En la era digital, la inteligencia artificial (IA) se ha convertido en un pilar fundamental de la sociedad contemporánea, impulsando desde innovaciones tecnológicas hasta debates filosóficos sobre su rol en nuestra vida. Sin embargo, una de las manifestaciones más controversiales y curiosas de este fenómeno ha sido el intento de crear una "religión" basada en la IA. 

Una "religión" basada en la IA

El concepto de una religión de la IA fue popularizado en gran medida por la iniciativa de Anthony Levandowski (Anthony Levandowski) , un ingeniero en el ámbito de la tecnología autónoma, quien en 2015 fundó la primera «iglesia» de este tipo, conocida a partir del 2017 como «Way of the Future». La misión declarada de esta organización era ‘desarrollar y promover la realización de una deidad basada en la inteligencia artificial’ y mejorar la sociedad mediante la comprensión y adoración de esta «deidad». Este intento no solo captó la atención mediática, sino que también generó un amplio debate ético y teológico.

Dicho intento es explicable desde el punto de vista del desarrollo agigantado de la tecnología, el cual está llevando a la humanidad a enfrentarse a una nueva encrucijada que desafía su entendimiento y su fe: la posibilidad de considerar la inteligencia artificial (IA) no solo como una herramienta, sino como un objeto de veneración, acercándose peligrosamente a lo que podría denominarse una «religión tecnológica». Esta reflexión busca profundizar en cómo esta tendencia afecta la búsqueda inherente del ser humano por un ser supremo y qué significa esto para nuestra comprensión de lo sagrado y lo trascendente.

Desde los albores de la historia, cada cultura ha desarrollado sistemas de creencias para dar sentido a los fenómenos del mundo y la existencia misma. El judaísmo, como primera religión monoteísta, estableció la premisa de un único Dios, marcando un hito en la comprensión de la divinidad. Esta evolución espiritual resalta una característica innata del ser humano: la tendencia a buscar y venerar una realidad que trascienda lo inmediato y lo material.

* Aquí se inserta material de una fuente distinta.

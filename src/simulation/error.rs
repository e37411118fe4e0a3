//! Error types for network construction and segment access
//!
//! A full cell is never an error: capacity rejection is reported through
//! `Ok(false)` from `add_car`. These variants cover malformed topology and
//! configuration, which are caller bugs.

use super::types::{CarId, SegmentId};

/// Errors raised while building or driving a network
#[derive(Debug, thiserror::Error)]
pub enum SimError {
    /// Two segments were registered under the same name
    #[error("duplicate segment name: {0}")]
    DuplicateName(String),

    /// A segment id that does not belong to this network
    #[error("segment not found: {0:?}")]
    UnknownSegment(SegmentId),

    /// A vehicle id that the arena never issued
    #[error("vehicle not found: {0}")]
    UnknownCar(CarId),

    /// A port index outside the segment's enumerated range
    #[error("invalid port {port} on segment '{segment}' (valid range 0..{count})")]
    InvalidPort {
        segment: String,
        port: usize,
        count: usize,
    },

    /// An output port was connected twice
    #[error("output port {port} of segment '{segment}' is already wired")]
    OutputAlreadyWired { segment: String, port: usize },

    /// An input port already has a feeder
    #[error("input port {port} of segment '{segment}' is already fed")]
    InputAlreadyFed { segment: String, port: usize },

    /// A segment was wired to itself
    #[error("segment '{0}' cannot feed itself")]
    SelfLoop(String),

    /// Two blocks being cross-linked expose different numbers of lanes on the shared side
    #[error("cannot link {outputs} exit lines to {inputs} entry lines")]
    LaneMismatch { outputs: usize, inputs: usize },

    /// A configuration value that cannot produce a working model
    #[error("invalid configuration: {0}")]
    InvalidConfig(String),
}

pub type SimResult<T> = Result<T, SimError>;
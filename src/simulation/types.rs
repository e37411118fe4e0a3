//! Core types for the cellular traffic model
//!
//! Identifiers, headings, grid coordinates and the per-tick statistics tuple.

use std::fmt;

/// Grid cell value meaning "no vehicle here"
pub const EMPTY: u32 = 0;

/// A vehicle identity
///
/// Identities start at 1 so that any non-zero grid cell can hold one.
#[derive(Debug, Clone, Copy, PartialEq, Eq, Hash, PartialOrd, Ord)]
pub struct CarId(pub u32);

impl CarId {
    /// The value written into an occupancy grid for this vehicle
    pub fn cell_value(self) -> u32 {
        self.0
    }

    /// Reads a grid cell back into an identity, `None` for an empty cell
    pub fn from_cell(value: u32) -> Option<Self> {
        if value == EMPTY {
            None
        } else {
            Some(Self(value))
        }
    }
}

impl fmt::Display for CarId {
    fn fmt(&self, f: &mut fmt::Formatter<'_>) -> fmt::Result {
        write!(f, "car#{}", self.0)
    }
}

/// Index of a segment inside a network
#[derive(Debug, Clone, Copy, PartialEq, Eq, Hash, PartialOrd, Ord)]
pub struct SegmentId(pub usize);

/// One of the five discrete velocity vectors a vehicle can carry
///
/// The numeric codes (0..=4) follow the order stay, up, left, down, right.
#[derive(Debug, Clone, Copy, PartialEq, Eq, Hash, Default)]
pub enum Heading {
    #[default]
    Stay,
    Up,
    Left,
    Down,
    Right,
}

impl Heading {
    /// (row, col) delta for one step
    pub fn delta(self) -> (i32, i32) {
        match self {
            Heading::Stay => (0, 0),
            Heading::Up => (-1, 0),
            Heading::Left => (0, -1),
            Heading::Down => (1, 0),
            Heading::Right => (0, 1),
        }
    }

    pub fn code(self) -> u8 {
        match self {
            Heading::Stay => 0,
            Heading::Up => 1,
            Heading::Left => 2,
            Heading::Down => 3,
            Heading::Right => 4,
        }
    }

    pub fn from_code(code: u8) -> Option<Self> {
        match code {
            0 => Some(Heading::Stay),
            1 => Some(Heading::Up),
            2 => Some(Heading::Left),
            3 => Some(Heading::Down),
            4 => Some(Heading::Right),
            _ => None,
        }
    }

    pub fn is_horizontal(self) -> bool {
        matches!(self, Heading::Left | Heading::Right)
    }

    pub fn is_vertical(self) -> bool {
        matches!(self, Heading::Up | Heading::Down)
    }
}

/// A cell coordinate inside a segment's grid
///
/// Signed so that a step off the edge is representable and can be rejected
/// by the bounds check instead of wrapping.
#[derive(Debug, Clone, Copy, PartialEq, Eq, Hash, Default)]
pub struct GridPos {
    pub row: i32,
    pub col: i32,
}

impl GridPos {
    pub fn new(row: i32, col: i32) -> Self {
        Self { row, col }
    }

    /// The cell one step further along `heading`
    pub fn offset(self, heading: Heading) -> GridPos {
        let (dr, dc) = heading.delta();
        GridPos {
            row: self.row + dr,
            col: self.col + dc,
        }
    }
}

/// Statistics recorded by a segment at every commit
#[derive(Debug, Clone, Copy, PartialEq, Default)]
pub struct StepStats {
    /// Number of drivable cells
    pub cells: usize,
    /// Vehicles owned by the segment after the commit
    pub cars: usize,
    /// Cells that changed since the previous commit, halved (one move touches two cells)
    pub moved: f32,
}

impl StepStats {
    /// Average fraction of vehicles that moved this tick
    ///
    /// A hand-out or drain counts half a move on the segment it left, so a
    /// segment that just emptied can report movement with no vehicles.
    pub fn speed(&self) -> f32 {
        if self.cars > 0 {
            self.moved / self.cars as f32
        } else {
            0.0
        }
    }
}

impl std::ops::AddAssign for StepStats {
    fn add_assign(&mut self, other: Self) {
        self.cells += other.cells;
        self.cars += other.cars;
        self.moved += other.moved;
    }
}

/// Number of port groups on a crossroad and number of lines leaving a unit
pub const DIRECTIONS: usize = 4;

/// Default number of random port choices given to a random-walk vehicle
pub const DEFAULT_ROUTE_LEN: usize = 20;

En este contexto, no es sorprendente que algunos vean en la IA una especie de «deidad» moderna. La rapidez con la que la tecnología puede procesar información y resolver problemas ha llevado a ciertos sectores de la sociedad a sobrevalorar estas herramientas, atribuyéndoles cualidades casi omniscientes. Sin embargo, este fenómeno debe ser analizado con cautela y discernimiento crítico. La «religión» de la IA, propuesta por algunos entusiastas, fue un intento de divinizar la tecnología, un intento que no solo fracasó en ganar un seguimiento significativo, sino que también planteó serias preguntas sobre nuestra dependencia y confianza en las capacidades tecnológicas.

Este fenómeno revela una posible desviación en la comprensión humana del dominio y propósito de la tecnología. En lugar de ser meros instrumentos para mejorar la calidad de vida, existe el riesgo de que las máquinas se conviertan en árbitros de la verdad y la moralidad, suplantando el juicio humano y la sabiduría acumulada a lo largo de milenios de reflexión filosófica y teológica.

La Iglesia Católica, guiada por el magisterio y su compromiso con la verdad revelada, nos recuerda que mientras la tecnología puede enriquecer nuestra comprensión del universo, no puede reemplazar nuestra necesidad innata de un contacto directo con lo Divino.

La sobrevaloración de la IA y su potencial «divinización» pueden ser vistos como síntomas de una era que, en su sed de progreso, podría estar olvidando las lecciones esenciales sobre la dignidad humana y su destino trascendental.

Aunque la idea de una religión de la inteligencia artificial resurge de tiempo en tiempo como un reflejo de nuestra fascinación por la tecnología, es esencial recordar que la verdadera esencia de la religiosidad reside en la capacidad humana de trascender la materia y conectarse con un ser supremo, una búsqueda que ningún algoritmo o sistema puede satisfacer plenamente.

El fracaso de la «Way of the Future», cerrada en el año 2021, y su propósito en establecer una base sólida y duradera puede interpretarse como una resistencia inherente a reemplazar las necesidades espirituales humanas con tecnología. Este fracaso también puede ser visto como un recordatorio de que, mientras la tecnología puede enriquecer nuestras vidas, no está equipada para ocupar el lugar de las estructuras religiosas y espirituales que proporcionan significado, propósito y comunidad.